Saturday, October 20, 2007

Quick Take on Don DeLillo's Cosmopolis

I spent the day on a family trip -- up to Albany to see my cousin's new baby, on her first trip out of Texas -- so I won't have anything both interesting and original today. However, out of guilt (and out of my dwindling store of old posts), here are some thoughts on a then-new Don DeLillo novel, originally posted to rec.arts.sf.written 9/5/03:

Cosmopolis is, I'd say, an interesting failure. I think it actually is a formal allegory (though I didn't precisely work out what everything stands for); at the very least, it's a heavily, heavily symbolic story. I thought the story itself crumpled a bit from the weight of all the symbolism, but I found it fun to track the journey in the book (it's all set on one Manhattan street, which is right next to where I used to work).
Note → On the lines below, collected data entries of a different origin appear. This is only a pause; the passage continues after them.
impl<'ir> CompilationContext<'ir> {
    pub fn new(options: CompileOptions) -> Self {
        Self {
            options,
            units: Vec::new(),
            pools: DataPools::new(),
            imports: ImportTable::new(),
            exports: ExportTable::new(),
            icon: None,
            signatures: HashMap::new(),
        }
    }

    /// Walk the typed program and populate all aggregates.
    pub fn compile_program(&mut self, program: &'ir Program) -> CodegenResult<()> {
        log::info!(
            "compiling program: {} imports, {} functions, entry `{}`",
            program.imports.len(),
            program.functions.len(),
            self.options.entry_point
        );

        if let Some(icon) = &program.icon {
            self.set_icon(icon.clone())?;
        }
        for import in &program.imports {
            self.imports.register(import);
        }
        self.collect_signatures(&program.functions)?;
        for decl in &program.functions {
            self.compile_function(decl)?;
        }
        Ok(())
    }

    /// Record the program icon; at most one per program.
    pub fn set_icon(&mut self, icon: IconData) -> CodegenResult<()> {
        if self.icon.is_some() {
            return Err(CodegenError::DuplicateIcon);
        }
        self.icon = Some(icon);
        Ok(())
    }

    /// Reserve a zero-initialized static block, shared per size.
    pub fn reserve_scratch(&mut self, size: u32) -> String {
        self.pools.reserve_uninitialized(size)
    }

    /// Finalize the run into an immutable result, consuming the context.
    pub fn finish(self) -> CompilationResult<'ir> {
        CompilationResult::new(self)
    }

    fn collect_signatures(&mut self, functions: &'ir [FunctionDecl]) -> CodegenResult<()> {
        for decl in functions {
            let sig = FnSig {
                convention: decl.convention,
                param_bytes: param_bytes(decl.params.iter().map(|p| &p.type_info)),
            };
            if self.signatures.insert(decl.name.clone(), sig).is_some() {
                return Err(CodegenError::DuplicateFunction {
                    name: decl.name.clone(),
                    line: decl.token.line,
                    column: decl.token.column,
                });
            }
        }
        Ok(())
    }

    fn compile_function(&mut self, decl: &'ir FunctionDecl) -> CodegenResult<()> {
        log::debug!("compiling function `{}` ({})", decl.name, decl.convention);

        if let Some(symbol) = &decl.export {
            self.exports.register(&decl.name, symbol, &decl.token)?;
        }

        let mut unit = FunctionUnit::new(decl);
        self.emit_prologue(&mut unit);
        for stmt in &decl.body {
            self.compile_stmt(&mut unit, stmt)?;
        }
        // A trailing return already emitted the epilogue.
        if !matches!(decl.body.last(), Some(Stmt::Return { .. })) {
            self.emit_epilogue(&mut unit);
        }

        self.units.push(unit);
        Ok(())
    }

    /// Standard prologue: save the caller's frame, establish ours, reserve
    /// local storage. Parameter binding is the frame layout itself; the
    /// slots were assigned when the unit was created.
    fn emit_prologue(&self, unit: &mut FunctionUnit<'ir>) {
        for (index, param) in unit.params().iter().enumerate() {
            log::trace!(
                "  param `{}` at [ebp+{}]",
                param.name,
                unit.frame().param_offset(index).unwrap_or(0)
            );
        }

        unit.push(Instruction::unary(Mnemonic::Push, Operand::Reg(Register::Ebp)));
        unit.push(Instruction::binary(
            Mnemonic::Mov,
            Operand::Reg(Register::Ebp),
            Operand::Reg(Register::Esp),
        ));
        let frame = unit.frame().frame_size();
        if frame > 0 {
            unit.push(Instruction::binary(
                Mnemonic::Sub,
                Operand::Reg(Register::Esp),
                Operand::Imm(frame as i64),
            ));
        }
    }

    /// Standard epilogue: tear down the frame and return, popping the
    /// argument area when the convention makes the callee responsible.
    fn emit_epilogue(&self, unit: &mut FunctionUnit<'ir>) {
        unit.push(Instruction::nullary(Mnemonic::Leave));
        if callee_cleans(unit.convention()) && unit.param_bytes() > 0 {
            unit.push(Instruction::unary(
                Mnemonic::Ret,
                Operand::Imm(unit.param_bytes() as i64),
            ));
        } else {
            unit.push(Instruction::nullary(Mnemonic::Ret));
        }
    }

    fn compile_stmt(&mut self, unit: &mut FunctionUnit<'ir>, stmt: &'ir Stmt) -> CodegenResult<()> {
        match stmt {
            Stmt::Local(local) => self.compile_local(unit, local),
            Stmt::Expr(expr) => {
                // Evaluated for side effects; the value dies in eax.
                self.compile_expr(unit, expr)
            }
            Stmt::Return { value, .. } => {
                if let Some(value) = value {
                    self.compile_expr(unit, value)?;
                }
                self.emit_epilogue(unit);
                Ok(())
            }
        }
    }

    /// The slot was reserved by the frame layout; only an initializer
    /// produces instructions.
    fn compile_local(
        &mut self,
        unit: &mut FunctionUnit<'ir>,
        local: &'ir LocalDecl,
    ) -> CodegenResult<()> {
        log::trace!("  local `{}` (slot {})", local.name, local.slot);
        let Some(init) = &local.init else {
            return Ok(());
        };

        self.compile_expr(unit, init)?;
        let offset = unit.frame().local_offset(local.slot).ok_or_else(|| {
            CodegenError::UnresolvedSlot {
                function: unit.name().to_string(),
                slot: local.slot,
            }
        })?;
        let slot = Operand::Mem {
            base: Register::Ebp,
            offset,
        };
        if init.type_info().intrinsic == IntrinsicType::Float {
            unit.push(Instruction::unary(Mnemonic::Fstp, slot));
        } else {
            unit.push(Instruction::binary(
                Mnemonic::Mov,
                slot,
                Operand::Reg(Register::Eax),
            ));
        }
        Ok(())
    }

    /// Generate an expression; the value lands in eax, floats on the x87
    /// stack.
    fn compile_expr(&mut self, unit: &mut FunctionUnit<'ir>, expr: &'ir Expr) -> CodegenResult<()> {
        match expr {
            Expr::Literal(literal) => self.compile_literal(unit, literal),
            Expr::Call(call) => self.compile_call(unit, call),
            Expr::Ident(_) | Expr::Get(_) => {
                let place = self.resolve_place(unit, expr)?;
                if expr.type_info().intrinsic == IntrinsicType::Float {
                    unit.push(Instruction::unary(Mnemonic::Fld, place));
                } else {
                    unit.push(Instruction::binary(
                        Mnemonic::Mov,
                        Operand::Reg(Register::Eax),
                        place,
                    ));
                }
                Ok(())
            }
        }
    }

    /// Intern a literal and reference its pool-stable label. Booleans have
    /// no pool and load as immediates.
    fn compile_literal(
        &mut self,
        unit: &mut FunctionUnit<'ir>,
        literal: &'ir LiteralExpr,
    ) -> CodegenResult<()> {
        let eax = Operand::Reg(Register::Eax);
        match &literal.value {
            LiteralValue::Str(value) => {
                let label = self.pools.intern_string(value);
                unit.push(Instruction::binary(Mnemonic::Mov, eax, Operand::Label(label)));
            }
            LiteralValue::Int(value) => {
                let label = self.pools.intern_int(*value);
                unit.push(Instruction::binary(Mnemonic::Mov, eax, Operand::MemLabel(label)));
            }
            LiteralValue::Float(value) => {
                let label = self.pools.intern_float(*value);
                unit.push(Instruction::unary(Mnemonic::Fld, Operand::MemLabel(label)));
            }
            LiteralValue::Byte(value) => {
                let label = self.pools.intern_byte(*value);
                unit.push(Instruction::binary(
                    Mnemonic::Movzx,
                    eax,
                    Operand::MemLabel(label),
                ));
            }
            LiteralValue::Ptr(value) => {
                let label = self.pools.intern_pointer(*value);
                unit.push(Instruction::binary(Mnemonic::Mov, eax, Operand::MemLabel(label)));
            }
            LiteralValue::Bool(value) => {
                unit.push(Instruction::binary(Mnemonic::Mov, eax, Operand::Imm(*value as i64)));
            }
        }
        Ok(())
    }

    /// Generate a call: arguments right to left, then the callee-specific
    /// call encoding, then caller cleanup when the callee's convention
    /// leaves the argument area to us.
    fn compile_call(&mut self, unit: &mut FunctionUnit<'ir>, call: &'ir CallExpr) -> CodegenResult<()> {
        let mut pushed = 0u32;
        for arg in call.args.iter().rev() {
            self.compile_expr(unit, arg)?;
            if arg.type_info().intrinsic == IntrinsicType::Float {
                unit.push(Instruction::binary(
                    Mnemonic::Sub,
                    Operand::Reg(Register::Esp),
                    Operand::Imm(8),
                ));
                unit.push(Instruction::unary(
                    Mnemonic::Fstp,
                    Operand::Mem {
                        base: Register::Esp,
                        offset: 0,
                    },
                ));
                pushed += 8;
            } else {
                unit.push(Instruction::unary(Mnemonic::Push, Operand::Reg(Register::Eax)));
                pushed += 4;
            }
        }

        let convention = self.compile_callee(unit, call)?;
        if !callee_cleans(convention) && pushed > 0 {
            unit.push(Instruction::binary(
                Mnemonic::Add,
                Operand::Reg(Register::Esp),
                Operand::Imm(pushed as i64),
            ));
        }
        Ok(())
    }

    /// Emit the call instruction for the resolved callee and report the
    /// convention that governs cleanup.
    fn compile_callee(
        &mut self,
        unit: &mut FunctionUnit<'ir>,
        call: &'ir CallExpr,
    ) -> CodegenResult<CallConv> {
        if let Expr::Ident(ident) = call.callee.as_ref() {
            match &ident.binding {
                Binding::Function(name) => {
                    let sig = self.signatures.get(name).ok_or_else(|| {
                        CodegenError::UnknownFunction {
                            name: name.clone(),
                            line: ident.token.line,
                            column: ident.token.column,
                        }
                    })?;
                    log::trace!("  call internal `{}`", name);
                    unit.push(Instruction::unary(
                        Mnemonic::Call,
                        Operand::Label(decorate(sig.convention, name, sig.param_bytes)),
                    ));
                    return Ok(sig.convention);
                }
                Binding::Import { library, symbol } => {
                    let import = self.imports.lookup(library, symbol).ok_or_else(|| {
                        CodegenError::UnknownImport {
                            library: library.clone(),
                            symbol: symbol.clone(),
                            line: ident.token.line,
                            column: ident.token.column,
                        }
                    })?;
                    log::trace!("  call import {}!{}", library, symbol);
                    unit.push(Instruction::unary(
                        Mnemonic::Call,
                        Operand::MemLabel(import.slot_label.clone()),
                    ));
                    return Ok(import.convention);
                }
                Binding::Local(_) | Binding::Param(_) => {}
            }
        }

        // A function-pointer-typed place: load the address, call through it.
        let callee = call.callee.as_ref();
        let convention = callee.type_info().intrinsic.call_conv().ok_or_else(|| {
            CodegenError::NotCallable {
                name: callee.token().text.clone(),
                line: callee.token().line,
                column: callee.token().column,
            }
        })?;
        let place = self.resolve_place(unit, callee)?;
        log::trace!("  indirect call through `{}`", callee.token().text);
        unit.push(Instruction::binary(
            Mnemonic::Mov,
            Operand::Reg(Register::Eax),
            place,
        ));
        unit.push(Instruction::unary(Mnemonic::Call, Operand::Reg(Register::Eax)));
        Ok(convention)
    }

    /// Resolve an expression to the memory operand holding its value.
    fn resolve_place(
        &self,
        unit: &FunctionUnit<'ir>,
        expr: &'ir Expr,
    ) -> CodegenResult<Operand> {
        match expr {
            Expr::Ident(ident) => match &ident.binding {
                Binding::Local(slot) => {
                    let offset = unit.frame().local_offset(*slot).ok_or_else(|| {
                        CodegenError::UnresolvedSlot {
                            function: unit.name().to_string(),
                            slot: *slot,
                        }
                    })?;
                    Ok(Operand::Mem {
                        base: Register::Ebp,
                        offset,
                    })
                }
                Binding::Param(index) => {
                    let offset = unit.frame().param_offset(*index).ok_or_else(|| {
                        CodegenError::UnresolvedParam {
                            function: unit.name().to_string(),
                            index: *index,
                        }
                    })?;
                    Ok(Operand::Mem {
                        base: Register::Ebp,
                        offset,
                    })
                }
                Binding::Function(_) | Binding::Import { .. } => {
                    Err(CodegenError::NotAddressable {
                        line: ident.token.line,
                        column: ident.token.column,
                    })
                }
            },
            Expr::Get(get) => {
                let base = self.resolve_place(unit, &get.object)?;
                match base {
                    Operand::Mem { base, offset } => Ok(Operand::Mem {
                        base,
                        offset: offset + get.field.offset,
                    }),
                    _ => Err(CodegenError::InvalidFieldAccess {
                        line: get.token.line,
                        column: get.token.column,
                    }),
                }
            }
            _ => Err(CodegenError::NotAddressable {
                line: expr.token().line,
                column: expr.token().column,
            }),
        }
    }
}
And DeLillo's prose is strong, as usual. (Aside: I read an interview with him recently in which he claimed to have something like eighty-five pages full of just opening lines for Cosmopolis, as he worked out just the right tone.)

I read Ratner's Star quite some time ago, so it might be less accessible than I remember. It is pretty "science-y," as I recall, which might attract SF readers. But I still think White Noise is his masterpiece -- and, coincidentally, that's the closest he's come to our skiffy shores.